What the exercise asks: Beginning with the first line of the data below, set down each line exactly through the line that contains "into a [Program].".

▶

//! An assembler and emulator for the small 8088-like machine used in
//! introductory computer organization courses.
//!
//! Currently this crate provides the functionality to:
//! - Assemble the course's Intel-flavored assembly dialect into a [Program].
//! - Execute programs one instruction at a time, with the full register,
//!   flag and memory model of the machine.
//! - Emulate the course's peripherals: a timer, an interrupt controller and
//!   one of three wirings of PIO, printer and switches.
//! - React to state changes through [events](event) and capture the whole
//!   machine as a serializable [Snapshot].
//!
//! # Example
//! ```
//! use sim88::{assemble, DevicesConfiguration, MemoryFill, Register, Simulator};
//!
//! fn main() {
//!     // Add two numbers and leave the sum in AL.
//!     let source = r#"
//!         org 2000h
//!         mov al, 3
//!         add al, 4
//!         int 0
//!         end
//!     "#;
//!
//!     let program = assemble(source).unwrap();
//!
//!     let mut simulator = Simulator::new();
//!     simulator.load_program(
//!         &program,
//!         MemoryFill::Zero,
//!         DevicesConfiguration::SwitchesAndLeds,
//!     );
//!
//!     simulator.run(100).expect("the program faulted");
//!
//!     assert_eq!(simulator.register(Register::AL), 7);
//! }
//! ```
//!
//! # Executables
//!
//! ## `sim88run`
//!
//! Assembles a source file and runs it to completion, feeding console input
//! from the terminal and printing the console screen at the end. Built with
//! `--features sim88run`. The device configuration comes from a
//! `;;devices=...` comment in the source file.

/// Size of the address space in bytes.
pub const MEMORY_SIZE: usize = 0x4000;

pub mod asm;
pub mod emulator;
pub mod error;
pub mod event;
pub mod instruction;
pub mod program;
pub mod snapshot;

pub use asm::{assemble, assemble_with_logger};
pub use emulator::{ControlSignal, DevicesConfiguration, Flags, MemoryFill, Simulator};
pub use error::{AssemblerError, AssemblerErrorKind, SimulatorError};
pub use event::{Event, EventListener};
pub use instruction::{Mnemonic, OperandSize, Register};
pub use program::{Program, Symbol};
pub use snapshot::Snapshot;
//! Token definitions for the assembly language.
//!
//! [`RawToken`] is the raw [logos] layer. The scanner in
//! [`lexer`](crate::asm::lexer) turns it into [`ScannedToken`]s, classifying
//! identifiers into keywords and attaching source spans.

use logos::{Lexer, Logos};

use std::fmt;

use crate::asm::lexer::is_keyword;
use crate::instruction::{Mnemonic, Register};

/// Raw tokens as matched directly over the source text.
///
/// Spaces, tabs and comments are skipped; newlines are significant and become
/// [`RawToken::Eol`]. Anything unmatchable surfaces as [`RawToken::Error`] and
/// is turned into a diagnostic by the scanner.
#[derive(Logos, Debug, PartialEq, Clone)]
pub enum RawToken<'a> {
    #[error]
    #[regex(r"[ \t\r]+", logos::skip)]
    #[regex(r";[^\n]*", logos::skip)]
    Error,

    #[token("\n")]
    Eol,

    #[token("(")]
    LeftParen,

    #[token(")")]
    RightParen,

    #[token("[")]
    LeftBracket,

    #[token("]")]
    RightBracket,

    #[token(",")]
    Comma,

    #[token("?")]
    QuestionMark,

    #[token("+")]
    Plus,

    #[token("-")]
    Minus,

    #[token("*")]
    Star,

    /// A number in decimal, binary (`B` suffix) or hexadecimal (`H` suffix).
    ///
    /// The pattern is wider than any single radix so that the whole literal
    /// always forms one token; the callback decides its radix from the suffix
    /// and rejects digits that do not belong to it.
    #[regex(r"[0-9][0-9a-fA-F]*[hH]?", number_callback)]
    Number(u32),

    /// A string literal without its quotes. May not span lines.
    #[regex("\"[^\"\n]*\"", string_callback)]
    String(&'a str),

    /// An identifier, still unclassified. The scanner decides whether it is a
    /// keyword, a register, a mnemonic or a user-defined name.
    #[regex("[a-zA-Z_][a-zA-Z0-9_]*", Lexer::slice)]
    Identifier(&'a str),

    /// A label definition. The name is kept without the trailing colon.
    #[regex("[a-zA-Z_][a-zA-Z0-9_]*:", label_callback)]
    Label(&'a str),
}

fn number_callback<'a>(lex: &mut Lexer<'a, RawToken<'a>>) -> Result<u32, ()> {
    let slice = lex.slice();

    let (digits, radix) = if slice.ends_with('h') || slice.ends_with('H') {
        (&slice[..slice.len() - 1], 16)
    } else if slice.ends_with('b') || slice.ends_with('B') {
        let digits = &slice[..slice.len() - 1];
        if !digits.bytes().all(|byte| byte == b'0' || byte == b'1') {
            return Err(());
        }
        (digits, 2)
    } else {
        if !slice.bytes().all(|byte| byte.is_ascii_digit()) {
            return Err(());
        }
        (slice, 10)
    };

    // The digits are already known to be valid for the radix, so the only
    // possible failure is overflow. Saturate and let the range checks on the
    // consuming side report it.
    Ok(u64::from_str_radix(digits, radix)
        .map(|value| value.min(u64::from(u32::MAX)) as u32)
        .unwrap_or(u32::MAX))
}

fn string_callback<'a>(lex: &mut Lexer<'a, RawToken<'a>>) -> Result<&'a str, ()> {
    let slice = lex.slice();
    let inner = &slice[1..slice.len() - 1];

    if inner.chars().any(|ch| ch as u32 > 255) {
        return Err(());
    }

    Ok(inner)
}

fn label_callback<'a>(lex: &mut Lexer<'a, RawToken<'a>>) -> &'a str {
    let slice = lex.slice();
    &slice[..slice.len() - 1]
}

/// A classified token. This is the vocabulary the parser works with.
#[derive(Debug, Clone, PartialEq)]
pub enum TokenKind {
    Eol,
    Eof,
    LeftParen,
    RightParen,
    LeftBracket,
    RightBracket,
    Comma,
    QuestionMark,
    Plus,
    Minus,
    Star,
    Number(u32),
    String(String),
    /// A user-defined name, uppercased.
    Identifier(String),
    /// A label definition, uppercased, without the colon.
    Label(String),
    Mnemonic(Mnemonic),
    Register(Register),
    Db,
    Dw,
    Equ,
    Offset,
    Org,
    Byte,
    Word,
    Ptr,
    End,
}

impl TokenKind {
    /// Classifies an identifier: keywords first, then registers and
    /// mnemonics, and only then a user-defined name.
    pub fn classify(identifier: &str) -> TokenKind {
        let upper = identifier.to_uppercase();

        if let Some(keyword) = is_keyword(&upper) {
            return keyword;
        }

        if let Ok(register) = upper.parse() {
            return TokenKind::Register(register);
        }

        if let Ok(mnemonic) = upper.parse() {
            return TokenKind::Mnemonic(mnemonic);
        }

        TokenKind::Identifier(upper)
    }
}

impl fmt::Display for TokenKind {
    fn fmt(&self, f: &mut fmt::Formatter) -> fmt::Result {
        match self {
            TokenKind::Eol => write!(f, "the end of the line"),
            TokenKind::Eof => write!(f, "the end of the program"),
            TokenKind::LeftParen => write!(f, "("),
            TokenKind::RightParen => write!(f, ")"),
            TokenKind::LeftBracket => write!(f, "["),
            TokenKind::RightBracket => write!(f, "]"),
            TokenKind::Comma => write!(f, ","),
            TokenKind::QuestionMark => write!(f, "?"),
            TokenKind::Plus => write!(f, "+"),
            TokenKind::Minus => write!(f, "-"),
            TokenKind::Star => write!(f, "*"),
            TokenKind::Number(value) => write!(f, "{}", value),
            TokenKind::String(value) => write!(f, "\"{}\"", value),
            TokenKind::Identifier(name) => write!(f, "{}", name),
            TokenKind::Label(name) => write!(f, "{}:", name),
            TokenKind::Mnemonic(mnemonic) => write!(f, "{}", mnemonic),
            TokenKind::Register(register) => write!(f, "{}", register),
            TokenKind::Db => write!(f, "DB"),
            TokenKind::Dw => write!(f, "DW"),
            TokenKind::Equ => write!(f, "EQU"),
            TokenKind::Offset => write!(f, "OFFSET"),
            TokenKind::Org => write!(f, "ORG"),
            TokenKind::Byte => write!(f, "BYTE"),
            TokenKind::Word => write!(f, "WORD"),
            TokenKind::Ptr => write!(f, "PTR"),
            TokenKind::End => write!(f, "END"),
        }
    }
}

/// A classified token together with the byte span it came from.
#[derive(Debug, Clone, PartialEq)]
pub struct ScannedToken {
    pub kind: TokenKind,
    pub span: crate::error::Span,
}

impl ScannedToken {
    pub fn new(kind: TokenKind, span: crate::error::Span) -> ScannedToken {
        ScannedToken { kind, span }
    }
}

#[cfg(test)]
mod tests {
    use super::*;

    #[test]
    fn radix_suffixes() {
        let mut lexer = RawToken::lexer("128 1010b 0F7h 20H");

        assert_eq!(lexer.next(), Some(RawToken::Number(128)));
        assert_eq!(lexer.next(), Some(RawToken::Number(0b1010)));
        assert_eq!(lexer.next(), Some(RawToken::Number(0xF7)));
        assert_eq!(lexer.next(), Some(RawToken::Number(0x20)));
        assert_eq!(lexer.next(), None);
    }

    #[test]
    fn hex_literals_need_a_leading_digit() {
        let mut lexer = RawToken::lexer("FFh 0FFh");

        assert_eq!(lexer.next(), Some(RawToken::Identifier("FFh")));
        assert_eq!(lexer.next(), Some(RawToken::Number(0xFF)));
    }

    #[test]
    fn stray_digits_poison_the_whole_literal() {
        let mut lexer = RawToken::lexer("12f");
        assert_eq!(lexer.next(), Some(RawToken::Error));

        let mut lexer = RawToken::lexer("10210b");
        assert_eq!(lexer.next(), Some(RawToken::Error));
    }

    #[test]
    fn labels_keep_their_name_only() {
        let mut lexer = RawToken::lexer("loop: nop");

        assert_eq!(lexer.next(), Some(RawToken::Label("loop")));
        assert_eq!(lexer.next(), Some(RawToken::Identifier("nop")));
    }

    #[test]
    fn comments_are_skipped_but_newlines_are_not() {
        let mut lexer = RawToken::lexer("hlt ; stop here\nhlt");

        assert_eq!(lexer.next(), Some(RawToken::Identifier("hlt")));
        assert_eq!(lexer.next(), Some(RawToken::Eol));
        assert_eq!(lexer.next(), Some(RawToken::Identifier("hlt")));
        assert_eq!(lexer.next(), None);
    }
}
#[cfg(test)]
mod tests {
    use super::*;
    use crate::asm::lexer::scan;
    use crate::asm::parser::parse;

    fn build(source: &str) -> (Vec<ProgramData>, Vec<ProgramInstruction>) {
        let statements = parse(scan(source).unwrap()).unwrap();
        let mut store = GlobalStore::new();
        assert_eq!(store.load_statements(&statements), vec![]);

        let mut pending = validate(&statements, &store).unwrap();
        assert_eq!(compute_addresses(&mut pending, &mut store), vec![]);

        encode(pending, &mut store).unwrap()
    }

    fn first_error(source: &str) -> AssemblerError {
        let statements = parse(scan(source).unwrap()).unwrap();
        let mut store = GlobalStore::new();

        let mut errors = store.load_statements(&statements);
        if errors.is_empty() {
            let mut pending = match validate(&statements, &store) {
                Ok(pending) => pending,
                Err(errors) => return errors.into_iter().next().unwrap(),
            };

            errors = compute_addresses(&mut pending, &mut store);
            if errors.is_empty() {
                errors = match encode(pending, &mut store) {
                    Ok(_) => panic!("assembled without errors: {:?}", source),
                    Err(errors) => errors,
                };
            }
        }

        errors.into_iter().next().unwrap()
    }

    #[test]
    fn register_to_register_move() {
        let (_, instructions) = build("org 2000h\nmov ax, bx\nend");

        assert_eq!(instructions[0].address, 0x2000);
        assert_eq!(instructions[0].to_bytes(), vec![0x01, 0x80, 0x81]);
    }

    #[test]
    fn statements_are_laid_out_consecutively() {
        let (data, instructions) =
            build("org 1000h\nx db 1, 2\ny dw 3\norg 2000h\nmov ax, bx\nhlt\nend");

        assert_eq!(data[0].address, 0x1000);
        assert_eq!(data[1].address, 0x1002);
        assert_eq!(instructions[0].address, 0x2000);
        assert_eq!(instructions[1].address, 0x2003);
    }

    #[test]
    fn bare_data_label_reads_its_cell() {
        let (_, instructions) = build("org 1000h\nx db 2\norg 2000h\nmov al, x\nend");

        // MOV reg, dir with the label's address.
        assert_eq!(instructions[0].to_bytes(), vec![0x02, 0x00, 0x00, 0x10]);
    }

    #[test]
    fn constants_become_immediates() {
        let (_, instructions) = build("n equ 5\norg 2000h\nmov al, n\nend");

        assert_eq!(instructions[0].to_bytes(), vec![0x06, 0x00, 0x05]);
    }

    #[test]
    fn labels_may_be_used_before_their_definition() {
        let (_, instructions) = build("org 2000h\nmov al, x\nhlt\norg 1000h\nx db 5\nend");

        assert_eq!(
            instructions[0].kind,
            InstructionKind::Binary {
                op: BinaryOp::Mov,
                size: OperandSize::Byte,
                operands: BinaryOperands::RegDir {
                    dest: Register::AL,
                    addr: 0x1000,
                },
            }
        );
    }

    #[test]
    fn memory_destination_with_immediate_source() {
        let (_, instructions) = build("org 1000h\nx dw 0\norg 2000h\nmov x, 0ABCDh\nend");

        assert_eq!(
            instructions[0].to_bytes(),
            vec![0x0D, 0x00, 0x10, 0xCD, 0xAB]
        );
    }

    #[test]
    fn jumps_encode_the_target_address() {
        let (_, instructions) = build("org 2000h\nstart: jmp start\nend");

        assert_eq!(instructions[0].to_bytes(), vec![0xE0, 0x00, 0x20]);
    }

    #[test]
    fn io_ports_are_fixed_or_variable() {
        let (_, instructions) = build("org 2000h\nin al, 30h\nout dx, ax\nend");

        assert_eq!(instructions[0].to_bytes(), vec![0xD0, 0x30]);
        assert_eq!(instructions[1].to_bytes(), vec![0xDD]);
    }

    #[test]
    fn strings_decompose_into_bytes() {
        let (data, _) = build("org 1000h\nmsg db \"Hi\", 33\nend");

        assert_eq!(data[0].values, vec![Some(0x48), Some(0x69), Some(33)]);
        assert_eq!(data[0].byte_length(), 3);
    }

    #[test]
    fn unassigned_cells_reserve_space_without_a_value() {
        let (data, _) = build("org 1000h\nx dw ?, 7\nend");

        assert_eq!(data[0].values, vec![None, Some(7)]);
        assert_eq!(data[0].byte_length(), 4);
    }

    #[test]
    fn declared_lengths_match_encoded_bytes() {
        let (_, instructions) = build(
            "org 1000h\nx db 1\nw dw 2\norg 2000h\nstart: mov ax, bx\nmov cl, x\nmov w, 7\n\
             add al, 3\nneg byte ptr [bx]\ninc w\npush dx\npushf\njnz start\ncall start\n\
             int 7\nin al, 30h\nout dx, ax\nhlt\nend",
        );

        assert_eq!(instructions.len(), 14);
        for instruction in &instructions {
            assert_eq!(
                instruction.to_bytes().len(),
                usize::from(instruction.length())
            );
        }
    }

    #[test]
    fn layout_requires_an_origin() {
        assert_eq!(
            first_error("mov ax, bx\nend").kind,
            AssemblerErrorKind::MissingOrg
        );
    }

    #[test]
    fn two_statements_cannot_share_an_address() {
        assert_eq!(
            first_error("org 2000h\nhlt\norg 2000h\nnop\nend").kind,
            AssemblerErrorKind::OccupiedAddress { address: 0x2000 }
        );
    }

    #[test]
    fn code_cannot_run_past_the_end_of_memory() {
        assert_eq!(
            first_error("org 3FFFh\nmov ax, bx\nend").kind,
            AssemblerErrorKind::InstructionOutOfRange { address: 0x3FFF }
        );
    }

    #[test]
    fn sizes_must_agree() {
        assert_eq!(
            first_error("org 2000h\nmov ax, bl\nend").kind,
            AssemblerErrorKind::SizeMismatch { src: 8, out: 16 }
        );
        assert_eq!(
            first_error("org 2000h\nmov byte ptr [bx], ax\nend").kind,
            AssemblerErrorKind::SizeMismatch { src: 16, out: 8 }
        );
        assert_eq!(
            first_error("org 1000h\nw dw 0\norg 2000h\nmov al, w\nend").kind,
            AssemblerErrorKind::SizeMismatch { src: 16, out: 8 }
        );
    }

    #[test]
    fn both_operands_in_memory_is_rejected() {
        assert_eq!(
            first_error("org 1000h\nx db 1\ny db 2\norg 2000h\nmov x, y\nend").kind,
            AssemblerErrorKind::DoubleMemoryAccess
        );
        assert_eq!(
            first_error("org 2000h\nmov [bx], [bx]\nend").kind,
            AssemblerErrorKind::DoubleMemoryAccess
        );
    }

    #[test]
    fn memory_immediate_needs_an_explicit_size() {
        assert_eq!(
            first_error("org 2000h\nmov [bx], 1\nend").kind,
            AssemblerErrorKind::UnknownSize
        );
        assert_eq!(
            first_error("org 2000h\ninc [bx]\nend").kind,
            AssemblerErrorKind::UnknownSize
        );
    }

    #[test]
    fn destinations_must_be_writable() {
        assert_eq!(
            first_error("org 2000h\nfoo: hlt\nmov foo, al\nend").kind,
            AssemblerErrorKind::LabelShouldBeWritable {
                label: "FOO".to_string(),
            }
        );
        assert_eq!(
            first_error("org 2000h\nmov 3, al\nend").kind,
            AssemblerErrorKind::DestinationCannotBeImmediate
        );
    }

    #[test]
    fn values_must_fit_the_directive_size() {
        assert_eq!(
            first_error("org 1000h\nx db 256\nend").kind,
            AssemblerErrorKind::ValueOutOfRange {
                value: 256,
                size: 8,
            }
        );
        assert_eq!(
            first_error("org 1000h\nx db -129\nend").kind,
            AssemblerErrorKind::ValueOutOfRange {
                value: -129,
                size: 8,
            }
        );
    }

    #[test]
    fn words_cannot_hold_strings() {
        assert_eq!(
            first_error("org 1000h\nx dw \"hi\"\nend").kind,
            AssemblerErrorKind::CannotAcceptStrings { directive: "DW" }
        );
    }

    #[test]
    fn jumps_require_an_instruction_label() {
        assert_eq!(
            first_error("org 1000h\nx db 1\norg 2000h\njmp x\nend").kind,
            AssemblerErrorKind::LabelShouldBeAnInstruction {
                label: "X".to_string(),
            }
        );
        assert_eq!(
            first_error("org 2000h\njmp nowhere\nend").kind,
            AssemblerErrorKind::LabelNotFound {
                label: "NOWHERE".to_string(),
            }
        );
        assert_eq!(
            first_error("org 2000h\njmp 2000h\nend").kind,
            AssemblerErrorKind::ExpectsLabel
        );
    }

    #[test]
    fn interrupt_vectors_are_checked() {
        let (_, instructions) = build("org 2000h\nint 7\nend");
        assert_eq!(instructions[0].to_bytes(), vec![0xFA, 7]);

        assert_eq!(
            first_error("org 2000h\nint 2\nend").kind,
            AssemblerErrorKind::InvalidInterrupt { value: 2 }
        );
    }

    #[test]
    fn io_operand_shapes_are_checked() {
        assert_eq!(
            first_error("org 2000h\nin bl, 30h\nend").kind,
            AssemblerErrorKind::ExpectsAx
        );
        assert_eq!(
            first_error("org 2000h\nout cx, ax\nend").kind,
            AssemblerErrorKind::ExpectsDx
        );
        assert_eq!(
            first_error("org 2000h\nin al, 100h\nend").kind,
            AssemblerErrorKind::IoAddressOutOfRange { address: 0x100 }
        );
    }

    #[test]
    fn stack_instructions_take_word_registers() {
        let (_, instructions) = build("org 2000h\npush bx\npop bx\nend");
        assert_eq!(instructions[0].to_bytes(), vec![0xC0, 0x81]);
        assert_eq!(instructions[1].to_bytes(), vec![0xC1, 0x81]);

        assert_eq!(
            first_error("org 2000h\npush bl\nend").kind,
            AssemblerErrorKind::ExpectsWordRegister
        );
    }

    #[test]
    fn direct_operands_cannot_point_into_code() {
        assert_eq!(
            first_error("org 2000h\nmov al, [2000h]\nend").kind,
            AssemblerErrorKind::AddressHasCode { address: 0x2000 }
        );
        assert_eq!(
            first_error("org 2000h\nmov al, [4000h]\nend").kind,
            AssemblerErrorKind::AddressOutOfRange { address: 0x4000 }
        );
    }

    #[test]
    fn operand_counts_are_checked() {
        assert_eq!(
            first_error("org 2000h\nmov ax\nend").kind,
            AssemblerErrorKind::ExpectsTwoOperands
        );
        assert_eq!(
            first_error("org 2000h\nneg\nend").kind,
            AssemblerErrorKind::ExpectsOneOperand
        );
        assert_eq!(
            first_error("org 2000h\nhlt ax\nend").kind,
            AssemblerErrorKind::ExpectsNoOperands
        );
    }
}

◀

Task result:
//! An assembler and emulator for the small 8088-like machine used in
//! introductory computer organization courses.
//!
//! Currently this crate provides the functionality to:
//! - Assemble the course's Intel-flavored assembly dialect into a [Program].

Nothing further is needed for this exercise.